Para Gillette, ahora “afeitarse” significa aparentemente eliminar las características asociadas con la virilidad que ahora la Asociación Estadounidense de Psicología considera patológicas.5 Para prevenir la aparición repentina o la recaída de enfermedades masculinas, los cuidadores deben ejercer vigilancia, un autoescrutinio mordaz, y determinación inquebrantable. Aunque su malignidad de género ha sido “socialmente construida”, los hombres son responsables de discernir y extirpar inmediatamente sus consecuencias. El anuncio de Gillette prescribe así una nueva higiene de género, mediante la que tales brutos pueden “moverse hacia arriba, ejercitando a la bestia”,6 convirtiéndose en “lo mejor que un hombre puede conseguir”, un animal recién esquilado, o más bien, un nuevo tipo de hombre “afeitado” de su animalidad.

Al igual que el anuncio de Nike con Kaepernick, el anuncio de Gillette “We Believe” provocó una significativa reacción negativa. Pero la respuesta ejecutiva de la empresa matriz Procter & Gamble al furor resultante sugirió que la corporación estaba dispuesta a renunciar a ganancias a cambio de puntos de virtud, al menos por ahora. Jon Moeller, director financiero de Procter & Gamble, dijo a los periodistas que las ventas posteriores a los anuncios estaban “en línea con los niveles previos a la campaña”. En otras palabras, el anuncio fue un fracaso en términos publicitarios. Sin embargo, Moeller consideró el gasto como una inversión en el futuro. “Es parte de nuestro esfuerzo por conectarnos de manera más significativa con los grupos de consumidores más jóvenes”,7 explicó, refiriéndose quizás a aquéllos que son demasiado jóvenes como para lucir una barba incipiente tóxica.
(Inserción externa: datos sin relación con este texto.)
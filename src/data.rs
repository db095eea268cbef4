//! Data-connection negotiation for both passive and active mode.

use std::net::{Ipv4Addr, SocketAddr, SocketAddrV4};

use tokio::net::{TcpListener, TcpStream};
use tracing::{debug, warn};

use crate::codec::bounded;
use crate::error::{FtpError, FtpResult};
use crate::session::FtpSession;
use crate::status;
use crate::types::{Mode, Reply};

/// Parses the `h1,h2,h3,h4,p1,p2` address of a `227` reply
///
/// Parentheses around the tuple are optional.
pub(crate) fn parse_pasv_reply(reply: &Reply) -> FtpResult<SocketAddrV4> {
    let line = reply.lines.last().map(String::as_str).unwrap_or("");
    let body = line.get(4..).unwrap_or("");
    let tuple = body
        .split(|c: char| !(c.is_ascii_digit() || c == ','))
        .find(|run| run.matches(',').count() == 5)
        .ok_or_else(|| FtpError::PassiveAddress(line.to_string()))?;

    let mut octets = [0u8; 6];
    for (slot, part) in octets.iter_mut().zip(tuple.split(',')) {
        *slot = part
            .parse()
            .map_err(|_| FtpError::PassiveAddress(line.to_string()))?;
    }

    let ip = Ipv4Addr::new(octets[0], octets[1], octets[2], octets[3]);
    let port = u16::from(octets[4]) << 8 | u16::from(octets[5]);
    Ok(SocketAddrV4::new(ip, port))
}

/// Picks the address to dial for a passive data connection
pub(crate) fn passive_target(
    advertised: SocketAddrV4,
    peer: SocketAddr,
    use_pasv_address: bool,
) -> SocketAddr {
    if use_pasv_address {
        SocketAddr::V4(advertised)
    } else {
        SocketAddr::new(peer.ip(), advertised.port())
    }
}

/// Builds the PORT (IPv4) or EPRT (IPv6) command announcing `addr`
pub(crate) fn port_command(addr: SocketAddr) -> String {
    match addr {
        SocketAddr::V4(v4) => {
            let [a, b, c, d] = v4.ip().octets();
            let port = v4.port();
            format!("PORT {},{},{},{},{},{}", a, b, c, d, port >> 8, port & 0xff)
        }
        SocketAddr::V6(v6) => format!("EPRT |2|{}|{}|", v6.ip(), v6.port()),
    }
}

/// Sends PASV and returns the address to dial for the next data command
pub(crate) async fn request_passive(session: &mut FtpSession) -> FtpResult<SocketAddr> {
    let reply = session.channel.expect("PASV", 2).await?;
    if reply.code != status::ENTERING_PASSIVE_MODE {
        return Err(FtpError::UnexpectedReply {
            command: "PASV".to_string(),
            reply,
        });
    }
    let advertised = parse_pasv_reply(&reply)?;
    let target = passive_target(advertised, session.peer, session.use_pasv_address);
    if SocketAddr::V4(advertised) != target {
        debug!(%advertised, %target, "Ignoring address advertised in PASV reply");
    }
    Ok(target)
}

/// Sends `command` and opens the data connection it transfers over
///
/// Returns the connected stream and the server's preliminary reply.
pub(crate) async fn open(
    session: &mut FtpSession,
    command: &str,
) -> FtpResult<(TcpStream, Reply)> {
    match session.mode {
        Mode::Passive => open_passive(session, command).await,
        Mode::Active => open_active(session, command).await,
    }
}

async fn open_passive(
    session: &mut FtpSession,
    command: &str,
) -> FtpResult<(TcpStream, Reply)> {
    let target = match session.pending_passive.take() {
        Some(target) => target,
        None => request_passive(session).await?,
    };
    session.channel.send(command).await?;

    debug!(%target, "Opening passive data connection");
    let connected = bounded(session.timeout, "opening the data connection", async {
        TcpStream::connect(target)
            .await
            .map_err(FtpError::DataChannel)
    })
    .await;

    let stream = match connected {
        Ok(stream) => stream,
        Err(err) => {
            // The server may already have refused the command
            if let Ok(reply) = session.channel.read_reply().await {
                preliminary(command, reply)?;
            }
            return Err(err);
        }
    };
    let reply = preliminary(command, session.channel.read_reply().await?)?;
    Ok((stream, reply))
}

async fn open_active(session: &mut FtpSession, command: &str) -> FtpResult<(TcpStream, Reply)> {
    let local_ip = session.channel.get_ref().local_addr()?.ip();
    let listener = TcpListener::bind((local_ip, 0))
        .await
        .map_err(FtpError::DataChannel)?;
    let announced = listener.local_addr().map_err(FtpError::DataChannel)?;

    session.channel.expect(&port_command(announced), 2).await?;
    session.channel.send(command).await?;
    let reply = preliminary(command, session.channel.read_reply().await?)?;

    let (stream, from) = bounded(
        session.timeout,
        "waiting for the server's data connection",
        async { listener.accept().await.map_err(FtpError::DataChannel) },
    )
    .await?;
    if from.ip() != session.peer.ip() {
        warn!(%from, peer = %session.peer, "Data connection from unexpected address");
    }
    Ok((stream, reply))
}

fn preliminary(command: &str, reply: Reply) -> FtpResult<Reply> {
    // 125 or 150 in practice
    if reply.is_preliminary() {
        return Ok(reply);
    }
    Err(FtpError::UnexpectedReply {
        command: command.to_string(),
        reply,
    })
}
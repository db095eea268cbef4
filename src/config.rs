use std::fs;
use std::path::Path;
use std::time::Duration;

use anyhow::{Context, bail};
use serde::{Deserialize, Serialize};

/// How the probe obtains the directory listing
#[derive(Debug, Clone, Copy, PartialEq, Eq, Default, Serialize, Deserialize, clap::ValueEnum)]
#[serde(rename_all = "lowercase")]
pub enum ListingMode {
    /// Send `LIST` as a raw command and report the control-channel reply
    #[default]
    Raw,
    /// Run `LIST` over a data connection and report the listing itself
    Data,
}

/// Everything the probe needs to know about the server and what to send it
#[derive(Debug, Clone, PartialEq, Eq, Serialize, Deserialize)]
#[serde(default, deny_unknown_fields)]
pub struct ProbeConfig {
    pub host: String,
    pub port: u16,
    /// Connect and reply timeout in seconds
    pub timeout_secs: u64,
    pub user: String,
    pub password: String,
    pub directory: String,
    pub passive: bool,
    /// Trust the address in PASV replies instead of the control peer address
    pub use_pasv_address: bool,
    /// Raw command announcing the transfer type
    pub type_command: String,
    pub listing: ListingMode,
}

impl Default for ProbeConfig {
    fn default() -> Self {
        Self {
            host: "localhost".to_string(),
            port: 9090,
            timeout_secs: 10,
            user: "jt".to_string(),
            password: "test".to_string(),
            directory: "/".to_string(),
            passive: true,
            use_pasv_address: false,
            type_command: "TYPE I".to_string(),
            listing: ListingMode::Raw,
        }
    }
}

impl ProbeConfig {
    /// Reads a JSON config file; fields it omits keep their defaults
    pub fn load(path: &Path) -> anyhow::Result<Self> {
        let text = fs::read_to_string(path)
            .with_context(|| format!("failed to read config file {}", path.display()))?;
        let config: Self = serde_json::from_str(&text)
            .with_context(|| format!("invalid config file {}", path.display()))?;
        config.validate()?;
        Ok(config)
    }

    pub fn validate(&self) -> anyhow::Result<()> {
        if self.host.trim().is_empty() {
            bail!("host must not be empty");
        }
        if self.timeout_secs == 0 {
            bail!("timeout must be at least one second");
        }
        if self.type_command.trim().is_empty() {
            bail!("type command must not be empty");
        }
        Ok(())
    }

    pub fn timeout(&self) -> Duration {
        Duration::from_secs(self.timeout_secs)
    }
}

#[cfg(test)]
mod tests {
    use super::*;
    use std::io::Write;

    #[test]
    fn defaults_match_local_test_server() {
        let config = ProbeConfig::default();
        assert_eq!(config.host, "localhost");
        assert_eq!(config.port, 9090);
        assert_eq!(config.timeout(), Duration::from_secs(10));
        assert_eq!(config.user, "jt");
        assert_eq!(config.password, "test");
        assert_eq!(config.type_command, "TYPE I");
        assert!(!config.use_pasv_address);
        assert!(config.validate().is_ok());
    }

    #[test]
    fn partial_file_keeps_defaults() {
        let mut file = tempfile::NamedTempFile::new().unwrap();
        write!(file, r#"{{"port": 2121, "listing": "data"}}"#).unwrap();

        let config = ProbeConfig::load(file.path()).unwrap();
        assert_eq!(config.port, 2121);
        assert_eq!(config.listing, ListingMode::Data);
        assert_eq!(config.host, "localhost");
    }

    #[test]
    fn unknown_fields_are_rejected() {
        let mut file = tempfile::NamedTempFile::new().unwrap();
        write!(file, r#"{{"hostname": "example.com"}}"#).unwrap();

        let err = ProbeConfig::load(file.path()).unwrap_err();
        assert!(format!("{err:#}").contains("hostname"));
    }

    #[test]
    fn zero_timeout_is_invalid() {
        let config = ProbeConfig {
            timeout_secs: 0,
            ..ProbeConfig::default()
        };
        assert!(config.validate().is_err());
    }

    #[test]
    fn missing_file_names_the_path() {
        let err = ProbeConfig::load(Path::new("/nonexistent/ftp-probe.json")).unwrap_err();
        assert!(err.to_string().contains("/nonexistent/ftp-probe.json"));
    }
}
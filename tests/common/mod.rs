//! A scripted FTP server for driving the client in tests.

#![allow(dead_code)]

use std::net::{Ipv4Addr, SocketAddr};
use std::sync::{Arc, Mutex};
use std::time::Duration;

use tokio::io::{AsyncBufReadExt, AsyncWriteExt, BufReader};
use tokio::net::{TcpListener, TcpStream};
use tokio::task::JoinHandle;

/// How the mock server answers
#[derive(Debug, Clone)]
pub struct Script {
    pub welcome: String,
    pub user: String,
    pub password: String,
    /// Directories CWD accepts
    pub directories: Vec<String>,
    /// Address advertised in PASV replies; `None` advertises the real one
    pub advertised_ip: Option<Ipv4Addr>,
    pub listing: Vec<String>,
    /// Answer PASV with 502
    pub refuse_pasv: bool,
}

impl Default for Script {
    fn default() -> Self {
        Self {
            welcome: "220 Service Ready. ".to_string(),
            user: "jt".to_string(),
            password: "test".to_string(),
            directories: vec!["/".to_string(), "/pub".to_string()],
            advertised_ip: None,
            listing: vec![
                "drwxr-xr-x jt staff 4096 Jan 01 15:05 pub".to_string(),
                "-rw-r--r-- jt staff 57 Jan 01 15:05 readme.txt".to_string(),
            ],
            refuse_pasv: false,
        }
    }
}

pub struct MockServer {
    pub addr: SocketAddr,
    commands: Arc<Mutex<Vec<String>>>,
    handle: JoinHandle<()>,
}

impl MockServer {
    /// Starts a server that serves exactly one control connection
    pub async fn start(script: Script) -> Self {
        let listener = TcpListener::bind("127.0.0.1:0").await.unwrap();
        let addr = listener.local_addr().unwrap();
        let commands = Arc::new(Mutex::new(Vec::new()));
        let recorded = commands.clone();
        let handle = tokio::spawn(async move {
            let (stream, _) = listener.accept().await.unwrap();
            serve(stream, script, recorded).await;
        });
        Self {
            addr,
            commands,
            handle,
        }
    }

    /// Waits for the client to go away and returns every command it sent
    pub async fn finish(self) -> Vec<String> {
        tokio::time::timeout(Duration::from_secs(10), self.handle)
            .await
            .expect("mock server did not finish")
            .unwrap();
        self.commands.lock().unwrap().clone()
    }
}

async fn serve(stream: TcpStream, script: Script, commands: Arc<Mutex<Vec<String>>>) {
    let (read, mut write) = stream.into_split();
    let mut lines = BufReader::new(read).lines();
    let mut passive: Option<TcpListener> = None;
    let mut active: Option<SocketAddr> = None;
    let mut user_ok = false;

    reply(&mut write, &script.welcome).await;

    while let Ok(Some(line)) = lines.next_line().await {
        commands.lock().unwrap().push(line.clone());
        let (verb, arg) = match line.split_once(' ') {
            Some((verb, arg)) => (verb.to_ascii_uppercase(), arg.to_string()),
            None => (line.to_ascii_uppercase(), String::new()),
        };

        match verb.as_str() {
            "USER" => {
                user_ok = arg == script.user;
                reply(&mut write, "331 Username ok, send password.").await;
            }
            "PASS" if user_ok && arg == script.password => {
                reply(&mut write, "230 Login successful.").await;
            }
            "PASS" => reply(&mut write, "530 Not logged in.").await,
            "CWD" if script.directories.contains(&arg) => {
                reply(&mut write, "250 Directory successfully changed.").await;
            }
            "CWD" => reply(&mut write, "550 Failed to change directory.").await,
            "PWD" => reply(&mut write, "257 \"/\" is the current directory").await,
            "TYPE" => reply(&mut write, &format!("200 Type set to {arg}.")).await,
            "NOOP" => reply(&mut write, "200 NOOP ok.").await,
            "PASV" if script.refuse_pasv => {
                reply(&mut write, "502 Command not implemented.").await;
            }
            "PASV" => {
                let listener = TcpListener::bind("127.0.0.1:0").await.unwrap();
                let port = listener.local_addr().unwrap().port();
                let ip = script.advertised_ip.unwrap_or(Ipv4Addr::LOCALHOST);
                let [a, b, c, d] = ip.octets();
                passive = Some(listener);
                active = None;
                reply(
                    &mut write,
                    &format!(
                        "227 Entering Passive Mode ({a},{b},{c},{d},{},{}).",
                        port >> 8,
                        port & 0xff
                    ),
                )
                .await;
            }
            "PORT" => {
                let parts: Vec<u16> = arg.split(',').map(|p| p.parse().unwrap()).collect();
                let ip = Ipv4Addr::new(
                    parts[0] as u8,
                    parts[1] as u8,
                    parts[2] as u8,
                    parts[3] as u8,
                );
                active = Some(SocketAddr::from((ip, parts[4] << 8 | parts[5])));
                passive = None;
                reply(&mut write, "200 PORT command successful.").await;
            }
            "LIST" => {
                let data = if let Some(listener) = passive.take() {
                    reply(&mut write, "150 Here comes the directory listing.").await;
                    tokio::time::timeout(Duration::from_millis(500), listener.accept())
                        .await
                        .ok()
                        .and_then(Result::ok)
                        .map(|(stream, _)| stream)
                } else if let Some(target) = active.take() {
                    reply(&mut write, "150 Here comes the directory listing.").await;
                    TcpStream::connect(target).await.ok()
                } else {
                    reply(&mut write, "425 Use PORT or PASV first.").await;
                    continue;
                };

                match data {
                    Some(mut data) => {
                        let body: String =
                            script.listing.iter().map(|l| format!("{l}\r\n")).collect();
                        // The client may have hung up on a cancelled transfer
                        let _ = data.write_all(body.as_bytes()).await;
                        let _ = data.shutdown().await;
                        drop(data);
                        reply(&mut write, "226 Directory send OK.").await;
                    }
                    None => reply(&mut write, "425 Can't open data connection.").await,
                }
            }
            "QUIT" => {
                reply(&mut write, "221 Goodbye.").await;
                break;
            }
            _ => reply(&mut write, "502 Command not implemented.").await,
        }
    }
}

async fn reply(write: &mut tokio::net::tcp::OwnedWriteHalf, line: &str) {
    // The client may already be gone
    let _ = write.write_all(format!("{line}\r\n").as_bytes()).await;
}
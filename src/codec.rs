//! Control-channel framing: commands out, (possibly multi-line) replies in.

use std::future::Future;
use std::time::Duration;

use tokio::io::{AsyncBufReadExt, AsyncRead, AsyncWrite, AsyncWriteExt, BufReader};
use tracing::trace;

use crate::error::{FtpError, FtpResult};
use crate::types::Reply;

/// Command/reply codec over the control connection
#[derive(Debug)]
pub(crate) struct ControlChannel<S> {
    stream: BufReader<S>,
    timeout: Duration,
}

impl<S> ControlChannel<S>
where
    S: AsyncRead + AsyncWrite + Unpin,
{
    pub(crate) fn new(stream: S, timeout: Duration) -> Self {
        Self {
            stream: BufReader::new(stream),
            timeout,
        }
    }

    pub(crate) fn set_timeout(&mut self, timeout: Duration) {
        self.timeout = timeout;
    }

    pub(crate) fn get_ref(&self) -> &S {
        self.stream.get_ref()
    }

    /// Sends `command` terminated by CRLF
    pub(crate) async fn send(&mut self, command: &str) -> FtpResult<()> {
        trace!("CC OUT: {}", redact(command));
        let line = format!("{command}\r\n");
        let stream = &mut self.stream;
        bounded(self.timeout, "sending a command", async move {
            stream.write_all(line.as_bytes()).await?;
            stream.flush().await?;
            Ok::<_, FtpError>(())
        })
        .await
    }

    /// Reads one complete reply
    ///
    /// A reply whose first line reads `NNN-` continues until a line starting
    /// with `NNN ` (or consisting of `NNN` alone).
    pub(crate) async fn read_reply(&mut self) -> FtpResult<Reply> {
        let first = self.read_line().await?;
        let code = parse_code(&first)?;
        let mut lines = vec![first];

        if lines[0].as_bytes().get(3) == Some(&b'-') {
            let prefix = &lines[0][..3];
            let terminator = format!("{prefix} ");
            let bare = prefix.to_string();
            loop {
                let line = self.read_line().await?;
                let done = line.starts_with(&terminator) || line == bare;
                lines.push(line);
                if done {
                    break;
                }
            }
        }

        Ok(Reply::new(code, lines))
    }

    pub(crate) async fn execute(&mut self, command: &str) -> FtpResult<Reply> {
        self.send(command).await?;
        self.read_reply().await
    }

    /// Executes `command` and requires a reply of the given class (first digit)
    pub(crate) async fn expect(&mut self, command: &str, class: u16) -> FtpResult<Reply> {
        let reply = self.execute(command).await?;
        if reply.code / 100 != class {
            return Err(FtpError::UnexpectedReply {
                command: redact(command).to_string(),
                reply,
            });
        }
        Ok(reply)
    }

    pub(crate) async fn shutdown(&mut self) -> FtpResult<()> {
        let stream = &mut self.stream;
        bounded(self.timeout, "closing the connection", async move {
            stream.shutdown().await?;
            Ok::<_, FtpError>(())
        })
        .await
    }

    async fn read_line(&mut self) -> FtpResult<String> {
        let mut buf = Vec::new();
        let stream = &mut self.stream;
        let read = bounded(self.timeout, "waiting for a reply", async {
            Ok::<_, FtpError>(stream.read_until(b'\n', &mut buf).await?)
        })
        .await?;
        if read == 0 || buf.last() != Some(&b'\n') {
            return Err(FtpError::Disconnected);
        }
        let line = String::from_utf8_lossy(&buf)
            .trim_end_matches(['\r', '\n'])
            .to_string();
        trace!("CC IN: {}", line);
        Ok(line)
    }
}

/// Runs `fut`, failing with [`FtpError::Timeout`] when it exceeds `limit`
pub(crate) async fn bounded<T, F>(limit: Duration, what: &'static str, fut: F) -> FtpResult<T>
where
    F: Future<Output = FtpResult<T>>,
{
    tokio::time::timeout(limit, fut)
        .await
        .map_err(|_| FtpError::Timeout(limit, what))?
}

fn parse_code(line: &str) -> FtpResult<u16> {
    let digits = line.get(..3).ok_or_else(|| FtpError::MalformedReply(line.to_string()))?;
    if !digits.bytes().all(|b| b.is_ascii_digit()) {
        return Err(FtpError::MalformedReply(line.to_string()));
    }
    match line.as_bytes().get(3) {
        None | Some(b' ') | Some(b'-') => {}
        Some(_) => return Err(FtpError::MalformedReply(line.to_string())),
    }
    digits
        .parse()
        .map_err(|_| FtpError::MalformedReply(line.to_string()))
}

/// Hides the argument of `PASS` in logs and errors
pub(crate) fn redact(command: &str) -> &str {
    if command
        .get(..4)
        .is_some_and(|verb| verb.eq_ignore_ascii_case("PASS"))
    {
        "PASS ****"
    } else {
        command
    }
}

#[cfg(test)]
mod tests {
    use super::*;
    use tokio_test::io::Builder;

    const TIMEOUT: Duration = Duration::from_secs(5);

    #[tokio::test]
    async fn reads_single_line_reply() {
        let mock = Builder::new().read(b"220 Service Ready. \r\n").build();
        let mut channel = ControlChannel::new(mock, TIMEOUT);

        let reply = channel.read_reply().await.unwrap();
        assert_eq!(reply.code, 220);
        assert_eq!(reply.lines, vec!["220 Service Ready. ".to_string()]);
    }

    #[tokio::test]
    async fn reads_multi_line_reply_split_across_reads() {
        let mock = Builder::new()
            .read(b"230-Welcome\r\n230-second ")
            .read(b"line\r\n 230 not the end\r\n230 Logged in\r\n")
            .build();
        let mut channel = ControlChannel::new(mock, TIMEOUT);

        let reply = channel.read_reply().await.unwrap();
        assert_eq!(reply.code, 230);
        assert_eq!(reply.lines.len(), 4);
        assert_eq!(reply.lines[2], " 230 not the end");
        assert_eq!(reply.text(), "Logged in");
    }

    #[tokio::test]
    async fn accepts_lf_only_terminators() {
        let mock = Builder::new().read(b"200 Type set to I\n").build();
        let mut channel = ControlChannel::new(mock, TIMEOUT);

        let reply = channel.read_reply().await.unwrap();
        assert_eq!(reply.lines, vec!["200 Type set to I".to_string()]);
    }

    #[tokio::test]
    async fn execute_writes_crlf_terminated_command() {
        let mock = Builder::new()
            .write(b"TYPE I\r\n")
            .read(b"200 OK\r\n")
            .build();
        let mut channel = ControlChannel::new(mock, TIMEOUT);

        let reply = channel.execute("TYPE I").await.unwrap();
        assert_eq!(reply.code, 200);
    }

    #[tokio::test]
    async fn expect_rejects_other_class() {
        let mock = Builder::new()
            .write(b"CWD /nope\r\n")
            .read(b"550 No such directory\r\n")
            .build();
        let mut channel = ControlChannel::new(mock, TIMEOUT);

        let err = channel.expect("CWD /nope", 2).await.unwrap_err();
        assert_eq!(err.reply_code(), Some(550));
    }

    #[tokio::test]
    async fn eof_is_disconnected() {
        let mock = Builder::new().read(b"220 partial").build();
        let mut channel = ControlChannel::new(mock, TIMEOUT);

        assert!(matches!(
            channel.read_reply().await,
            Err(FtpError::Disconnected)
        ));
    }

    #[tokio::test]
    async fn garbage_is_malformed() {
        let mock = Builder::new().read(b"hello there\r\n").build();
        let mut channel = ControlChannel::new(mock, TIMEOUT);

        assert!(matches!(
            channel.read_reply().await,
            Err(FtpError::MalformedReply(_))
        ));
    }

    #[test]
    fn password_is_redacted() {
        assert_eq!(redact("PASS secret"), "PASS ****");
        assert_eq!(redact("pass secret"), "PASS ****");
        assert_eq!(redact("USER jt"), "USER jt");
    }

    #[test]
    fn code_parsing() {
        assert_eq!(parse_code("250 Okay").unwrap(), 250);
        assert_eq!(parse_code("250").unwrap(), 250);
        assert!(parse_code("25").is_err());
        assert!(parse_code("2500 x").is_err());
    }
}
use std::sync::Arc;

use axum::extract::{Path, Query, State};
use axum::Json;
use uuid::Uuid;

use payment_cell::demo::demo_payments;
use payment_cell::handlers::*;
use payment_cell::models::{
    CreatePaymentRequest, Payment, PaymentStatus, SummaryQuery, UpdatePaymentRequest,
};
use shared_models::error::AppError;
use shared_store::{InMemoryRepository, Repository};

fn seeded_state() -> PaymentState {
    let payments: Arc<dyn Repository<Payment>> =
        Arc::new(InMemoryRepository::with_items(demo_payments()));
    PaymentState { payments }
}

#[tokio::test]
async fn test_create_payment_success() {
    let state = seeded_state();

    let request = CreatePaymentRequest {
        date: "2024-12-21".to_string(),
        patient: "Lucas Mendes".to_string(),
        session: "Sessão individual - 50min".to_string(),
        amount: 210.0,
        status: PaymentStatus::Pending,
    };

    let result = create_payment(State(state.clone()), Json(request)).await;

    let body = result.unwrap().0;
    assert_eq!(body["patient"], "Lucas Mendes");
    assert_eq!(body["status"], "pending");

    assert_eq!(state.payments.list().await.unwrap().len(), 4);
}

#[tokio::test]
async fn test_create_payment_rejects_non_positive_amounts() {
    let state = seeded_state();

    let request = CreatePaymentRequest {
        date: "2024-12-21".to_string(),
        patient: "Lucas Mendes".to_string(),
        session: "Sessão individual - 50min".to_string(),
        amount: 0.0,
        status: PaymentStatus::Pending,
    };

    let result = create_payment(State(state), Json(request)).await;

    match result {
        Err(AppError::Validation(issues)) => {
            assert_eq!(issues.len(), 1);
            assert_eq!(issues[0].field, "amount");
        }
        other => panic!("expected validation error, got {:?}", other),
    }
}

#[tokio::test]
async fn test_update_payment_marks_as_paid() {
    let state = seeded_state();
    let pending = state
        .payments
        .list()
        .await
        .unwrap()
        .into_iter()
        .find(|p| p.status == PaymentStatus::Pending)
        .unwrap();

    let request = UpdatePaymentRequest {
        status: Some(PaymentStatus::Paid),
        amount: None,
    };

    let result = update_payment(State(state), Path(pending.id), Json(request)).await;

    let body = result.unwrap().0;
    assert_eq!(body["status"], "paid");
    assert!(!body["updated_at"].is_null());
}

#[tokio::test]
async fn test_update_unknown_payment_is_not_found() {
    let state = seeded_state();

    let request = UpdatePaymentRequest {
        status: Some(PaymentStatus::Paid),
        amount: None,
    };

    let result = update_payment(State(state), Path(Uuid::new_v4()), Json(request)).await;

    assert!(matches!(result, Err(AppError::NotFound(_))));
}

#[tokio::test]
async fn test_summary_totals_by_status() {
    let state = seeded_state();

    let result = payment_summary(State(state), Query(SummaryQuery { month: None })).await;

    let body = result.unwrap().0;
    assert_eq!(body["month"], 8450.0);
    assert_eq!(body["pending"], 1200.0);
    assert_eq!(body["received"], 7250.0);
}

#[tokio::test]
async fn test_summary_restricts_month_total_when_asked() {
    let state = seeded_state();
    // An overdue January payment: outside December, excluded from received.
    state
        .payments
        .create(Payment {
            id: Uuid::new_v4(),
            date: chrono::NaiveDate::from_ymd_opt(2025, 1, 3).unwrap(),
            patient: "Bruna Rocha".to_string(),
            session: "Sessão inicial de janeiro".to_string(),
            amount: 230.0,
            status: PaymentStatus::Overdue,
            created_at: chrono::Utc::now(),
            updated_at: None,
        })
        .await
        .unwrap();

    let result = payment_summary(
        State(state),
        Query(SummaryQuery {
            month: Some("2024-12".to_string()),
        }),
    )
    .await;

    let body = result.unwrap().0;
    assert_eq!(body["month"], 8450.0);
    assert_eq!(body["pending"], 1200.0);
    assert_eq!(body["received"], 7250.0);
}

#[tokio::test]
async fn test_summary_rejects_malformed_month() {
    let state = seeded_state();

    let result = payment_summary(
        State(state),
        Query(SummaryQuery {
            month: Some("December".to_string()),
        }),
    )
    .await;

    assert!(matches!(result, Err(AppError::BadRequest(_))));
}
Insatisfecho con las explicaciones anteriores, todavía me preguntaba cómo y por qué las corporaciones asumieron el papel de árbitros de la justicia social, y cómo y por qué la justicia social llegó a ser la ideología de las principales corporaciones estadounidenses.8 Sin embargo, antes de aventurar mi propia teoría, me gustaría recorrer una historia del izquierdismo corporativo, la que arrojará luz sobre la relación entre izquierdismo y corporativismo.

El izquierdismo corporativo tiene una larga historia, que se remonta al menos a finales del siglo XIX y principios del XX. Reconocí por primera vez el izquierdismo corporativo a través de las historias que documentaban el financiamiento de la revolución rusa y otras revoluciones socialistas por parte de los líderes capitalistas y banqueros estadounidenses. Como declara audazmente Richard B. Spence (2017) en Wall Street and the Russian Revolution 1905-1925, el término “socialista-capitalista” no es un oxímoron.

Spence no se refería a las llamadas “economías mixtas”, sino más bien a una falsa dicotomía, una unión de dos supuestas antinomias económicas, el socialismo y el capitalismo. Comprender por qué el término no es un oxímoron no depende necesariamente del conocimiento histórico descubierto por Spence, y antes de él, por Antony C. Sutton (2016); aunque, dado que soy historiador, encontré revelador a este material. Pero la aparente contradicción en los términos se basa en una caracterización errónea de los opuestos económicos, y en la incapacidad de detectar en el nombre original del campo de la economía –a saber, “la economía política”– la posibilidad inherente de tal conjunción. Los verdaderos opuestos no son el capitalismo y el socialismo, sino la libertad individual versus el control político centralizado, ya sea estatista o corporativo.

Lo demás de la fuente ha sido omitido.